» WORK REQUEST: Would you write out the data below exactly, with every line intact?

» DATA:
/*!
 * Postprocessing layer.
 *
 * Final cleanup of the rendered text: whitespace and punctuation repairs
 * first, then any post_processing rules from the rule engine. Every repair
 * is idempotent, so running the layer twice changes nothing.
 */

use std::sync::Arc;
use std::time::Instant;

use async_trait::async_trait;
use once_cell::sync::Lazy;
use regex::Regex;

use super::TranslationLayer;
use crate::text_utils;
use crate::translation::context::TranslationContext;
use crate::translation::result::LayerResult;
use crate::translation::rules::{RuleEngine, RuleStage};

/// Built-in punctuation repairs, applied in order after whitespace collapse
static CLEANUP_PATTERNS: Lazy<Vec<(Regex, &'static str)>> = Lazy::new(|| {
    vec![
        (Regex::new(r"\s+([,.;:!?])").unwrap(), "$1"),
        (Regex::new(r"\.{4,}").unwrap(), "..."),
        (Regex::new(r"!{3,}").unwrap(), "!"),
        (Regex::new(r"\?{3,}").unwrap(), "?"),
        (Regex::new(r",{2,}").unwrap(), ","),
    ]
});

/// Whitespace and punctuation cleanup plus post_processing rules
pub struct PostprocessingLayer {
    /// Compiled rules shared across the rule-driven layers
    rules: Arc<RuleEngine>,
}

impl PostprocessingLayer {
    /// Create a postprocessing layer over a compiled rule engine
    pub fn new(rules: Arc<RuleEngine>) -> Self {
        Self { rules }
    }
}

#[async_trait]
impl TranslationLayer for PostprocessingLayer {
    fn name(&self) -> &str {
        "postprocessing"
    }

    fn description(&self) -> &str {
        "Cleans up whitespace and punctuation in the final text"
    }

    fn can_handle(&self, text: &str, _context: &TranslationContext) -> bool {
        !text.trim().is_empty()
    }

    async fn process(&self, text: &str, context: &mut TranslationContext) -> LayerResult {
        let started = Instant::now();
        let mut current = context.current_text(text).to_string();
        let mut modifications = 0;

        let collapsed = text_utils::collapse_whitespace(&current);
        if collapsed != current {
            modifications += 1;
            current = collapsed;
        }

        for (pattern, replacement) in CLEANUP_PATTERNS.iter() {
            let cleaned = pattern.replace_all(&current, *replacement).into_owned();
            if cleaned != current {
                modifications += 1;
                current = cleaned;
            }
        }

        let outcome = self.rules.apply(RuleStage::PostProcessing, &current, context);
        for rule_id in &outcome.applied_rule_ids {
            context.record_applied_rule(rule_id);
        }
        modifications += outcome.applications;
        context.translated_text = Some(outcome.text.clone());

        LayerResult::success(
            &outcome.text,
            CLEANUP_PATTERNS.len() + 1 + self.rules.stage_len(RuleStage::PostProcessing),
            modifications,
            started.elapsed().as_millis() as u64,
            &format!(
                "cleaned punctuation, applied {} rule(s)",
                outcome.applications
            ),
        )
    }
}
/*!
 * Tests for NDJSON rule file loading
 */

use anyhow::Result;
use translex::translation::rules::{RuleStage, load_dir, load_file, parse_rules};

use crate::common;

/// Test parsing a well-formed NDJSON document
#[test]
fn test_parse_rules_withValidLines_shouldLoadAllRules() {
    let content = r#"{"ruleId": "a", "stage": "grammar", "pattern": "x", "replacement": "y"}

{"ruleId": "b", "stage": "word_order", "pattern": "p", "replacement": "q", "priority": 5}
"#;

    let report = parse_rules(content, "inline");
    assert_eq!(report.rules.len(), 2);
    assert!(report.warnings.is_empty());
    assert_eq!(report.rules[0].rule_id, "a");
    assert_eq!(report.rules[1].stage, RuleStage::WordOrder);
    assert_eq!(report.rules[1].priority, 5);
}

/// Test that malformed lines are skipped with a warning
#[test]
fn test_parse_rules_withMalformedLines_shouldWarnAndContinue() {
    let content = r#"{"ruleId": "ok", "stage": "grammar", "pattern": "x", "replacement": "y"}
this is not json
{"ruleId": "", "stage": "grammar", "pattern": "x", "replacement": "y"}
{"ruleId": "also-ok", "stage": "post_processing", "pattern": "a", "replacement": "b"}
"#;

    let report = parse_rules(content, "broken.jsonl");
    assert_eq!(report.rules.len(), 2);
    assert_eq!(report.warnings.len(), 2);
    // Warnings carry the origin and line number
    assert!(report.warnings[0].starts_with("broken.jsonl:2"));
    assert!(report.warnings[1].starts_with("broken.jsonl:3"));
}

/// Test loading a single rule file from disk
#[test]
fn test_load_file_withRuleFile_shouldLoadRules() -> Result<()> {
    let temp_dir = common::create_temp_dir()?;
    let path = common::create_rule_file(
        &temp_dir.path().to_path_buf(),
        "grammar.jsonl",
        &[r#"{"ruleId": "g1", "stage": "grammar", "pattern": "colour", "replacement": "color"}"#],
    )?;

    let report = load_file(&path)?;
    assert_eq!(report.rules.len(), 1);
    assert_eq!(report.rules[0].rule_id, "g1");

    assert!(load_file(temp_dir.path().join("missing.jsonl")).is_err());
    Ok(())
}

/// Test that directory loading descends into subdirectories
#[test]
fn test_load_dir_withNestedDirectories_shouldLoadEveryRuleFile() -> Result<()> {
    let temp_dir = common::create_temp_dir()?;
    let dir = temp_dir.path().to_path_buf();
    let nested = dir.join("en-ru");
    std::fs::create_dir(&nested)?;

    common::create_rule_file(
        &dir,
        "common.jsonl",
        &[r#"{"ruleId": "top", "stage": "grammar", "pattern": "x", "replacement": "y"}"#],
    )?;
    common::create_rule_file(
        &nested,
        "grammar.ndjson",
        &[r#"{"ruleId": "nested", "stage": "grammar", "pattern": "x", "replacement": "y"}"#],
    )?;
    common::create_test_file(&dir, "notes.txt", "not a rule file")?;

    let report = load_dir(&dir)?;
    assert_eq!(report.rules.len(), 2);

    let ids: Vec<&str> = report.rules.iter().map(|r| r.rule_id.as_str()).collect();
    assert!(ids.contains(&"top"));
    assert!(ids.contains(&"nested"));

    Ok(())
}

/// Test that warnings from every file end up in the directory report
#[test]
fn test_load_dir_withMixedFiles_shouldAggregateWarnings() -> Result<()> {
    let temp_dir = common::create_temp_dir()?;
    let dir = temp_dir.path().to_path_buf();

    common::create_rule_file(
        &dir,
        "a.jsonl",
        &[
            r#"{"ruleId": "good-a", "stage": "grammar", "pattern": "x", "replacement": "y"}"#,
            "garbage line",
        ],
    )?;
    common::create_rule_file(&dir, "b.jsonl", &["more garbage"])?;

    let report = load_dir(&dir)?;
    assert_eq!(report.rules.len(), 1);
    assert_eq!(report.warnings.len(), 2);

    Ok(())
}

» WRITTEN RESPONSE:
/*!
 * Postprocessing layer.
 *
 * Final cleanup of the rendered text: whitespace and punctuation repairs
 * first, then any post_processing rules from the rule engine. Every repair
 * is idempotent, so running the layer twice changes nothing.
 */

use std::sync::Arc;
use std::time::Instant;

use async_trait::async_trait;
use once_cell::sync::Lazy;
use regex::Regex;

use super::TranslationLayer;
use crate::text_utils;
use crate::translation::context::TranslationContext;
use crate::translation::result::LayerResult;
use crate::translation::rules::{RuleEngine, RuleStage};

/// Built-in punctuation repairs, applied in order after whitespace collapse
static CLEANUP_PATTERNS: Lazy<Vec<(Regex, &'static str)>> = Lazy::new(|| {
    vec![
        (Regex::new(r"\s+([,.;:!?])").unwrap(), "$1"),
        (Regex::new(r"\.{4,}").unwrap(), "..."),
        (Regex::new(r"!{3,}").unwrap(), "!"),
        (Regex::new(r"\?{3,}").unwrap(), "?"),
        (Regex::new(r",{2,}").unwrap(), ","),
    ]
});

/// Whitespace and punctuation cleanup plus post_processing rules
pub struct PostprocessingLayer {
    /// Compiled rules shared across the rule-driven layers
    rules: Arc<RuleEngine>,
}

impl PostprocessingLayer {
    /// Create a postprocessing layer over a compiled rule engine
    pub fn new(rules: Arc<RuleEngine>) -> Self {
        Self { rules }
    }
}

#[async_trait]
impl TranslationLayer for PostprocessingLayer {
    fn name(&self) -> &str {
        "postprocessing"
    }

    fn description(&self) -> &str {
        "Cleans up whitespace and punctuation in the final text"
    }

    fn can_handle(&self, text: &str, _context: &TranslationContext) -> bool {
        !text.trim().is_empty()
    }

    async fn process(&self, text: &str, context: &mut TranslationContext) -> LayerResult {
        let started = Instant::now();
        let mut current = context.current_text(text).to_string();
        let mut modifications = 0;

        let collapsed = text_utils::collapse_whitespace(&current);
        if collapsed != current {
            modifications += 1;
            current = collapsed;
        }

        for (pattern, replacement) in CLEANUP_PATTERNS.iter() {
            let cleaned = pattern.replace_all(&current, *replacement).into_owned();
            if cleaned != current {
                modifications += 1;
                current = cleaned;
            }
        }

        let outcome = self.rules.apply(RuleStage::PostProcessing, &current, context);
        for rule_id in &outcome.applied_rule_ids {
            context.record_applied_rule(rule_id);
        }
        modifications += outcome.applications;
        context.translated_text = Some(outcome.text.clone());

        LayerResult::success(
            &outcome.text,
            CLEANUP_PATTERNS.len() + 1 + self.rules.stage_len(RuleStage::PostProcessing),
            modifications,
            started.elapsed().as_millis() as u64,
            &format!(
                "cleaned punctuation, applied {} rule(s)",
                outcome.applications
            ),
        )
    }
}
/*!
 * Tests for NDJSON rule file loading
 */

use anyhow::Result;
use translex::translation::rules::{RuleStage, load_dir, load_file, parse_rules};

use crate::common;

/// Test parsing a well-formed NDJSON document
#[test]
fn test_parse_rules_withValidLines_shouldLoadAllRules() {
    let content = r#"{"ruleId": "a", "stage": "grammar", "pattern": "x", "replacement": "y"}

{"ruleId": "b", "stage": "word_order", "pattern": "p", "replacement": "q", "priority": 5}
"#;

    let report = parse_rules(content, "inline");
    assert_eq!(report.rules.len(), 2);
    assert!(report.warnings.is_empty());
    assert_eq!(report.rules[0].rule_id, "a");
    assert_eq!(report.rules[1].stage, RuleStage::WordOrder);
    assert_eq!(report.rules[1].priority, 5);
}

/// Test that malformed lines are skipped with a warning
#[test]
fn test_parse_rules_withMalformedLines_shouldWarnAndContinue() {
    let content = r#"{"ruleId": "ok", "stage": "grammar", "pattern": "x", "replacement": "y"}
this is not json
{"ruleId": "", "stage": "grammar", "pattern": "x", "replacement": "y"}
{"ruleId": "also-ok", "stage": "post_processing", "pattern": "a", "replacement": "b"}
"#;

    let report = parse_rules(content, "broken.jsonl");
    assert_eq!(report.rules.len(), 2);
    assert_eq!(report.warnings.len(), 2);
    // Warnings carry the origin and line number
    assert!(report.warnings[0].starts_with("broken.jsonl:2"));
    assert!(report.warnings[1].starts_with("broken.jsonl:3"));
}

/// Test loading a single rule file from disk
#[test]
fn test_load_file_withRuleFile_shouldLoadRules() -> Result<()> {
    let temp_dir = common::create_temp_dir()?;
    let path = common::create_rule_file(
        &temp_dir.path().to_path_buf(),
        "grammar.jsonl",
        &[r#"{"ruleId": "g1", "stage": "grammar", "pattern": "colour", "replacement": "color"}"#],
    )?;

    let report = load_file(&path)?;
    assert_eq!(report.rules.len(), 1);
    assert_eq!(report.rules[0].rule_id, "g1");

    assert!(load_file(temp_dir.path().join("missing.jsonl")).is_err());
    Ok(())
}

/// Test that directory loading descends into subdirectories
#[test]
fn test_load_dir_withNestedDirectories_shouldLoadEveryRuleFile() -> Result<()> {
    let temp_dir = common::create_temp_dir()?;
    let dir = temp_dir.path().to_path_buf();
    let nested = dir.join("en-ru");
    std::fs::create_dir(&nested)?;

    common::create_rule_file(
        &dir,
        "common.jsonl",
        &[r#"{"ruleId": "top", "stage": "grammar", "pattern": "x", "replacement": "y"}"#],
    )?;
    common::create_rule_file(
        &nested,
        "grammar.ndjson",
        &[r#"{"ruleId": "nested", "stage": "grammar", "pattern": "x", "replacement": "y"}"#],
    )?;
    common::create_test_file(&dir, "notes.txt", "not a rule file")?;

    let report = load_dir(&dir)?;
    assert_eq!(report.rules.len(), 2);

    let ids: Vec<&str> = report.rules.iter().map(|r| r.rule_id.as_str()).collect();
    assert!(ids.contains(&"top"));
    assert!(ids.contains(&"nested"));

    Ok(())
}

/// Test that warnings from every file end up in the directory report
#[test]
fn test_load_dir_withMixedFiles_shouldAggregateWarnings() -> Result<()> {
    let temp_dir = common::create_temp_dir()?;
    let dir = temp_dir.path().to_path_buf();

    common::create_rule_file(
        &dir,
        "a.jsonl",
        &[
            r#"{"ruleId": "good-a", "stage": "grammar", "pattern": "x", "replacement": "y"}"#,
            "garbage line",
        ],
    )?;
    common::create_rule_file(&dir, "b.jsonl", &["more garbage"])?;

    let report = load_dir(&dir)?;
    assert_eq!(report.rules.len(), 1);
    assert_eq!(report.warnings.len(), 2);

    Ok(())
}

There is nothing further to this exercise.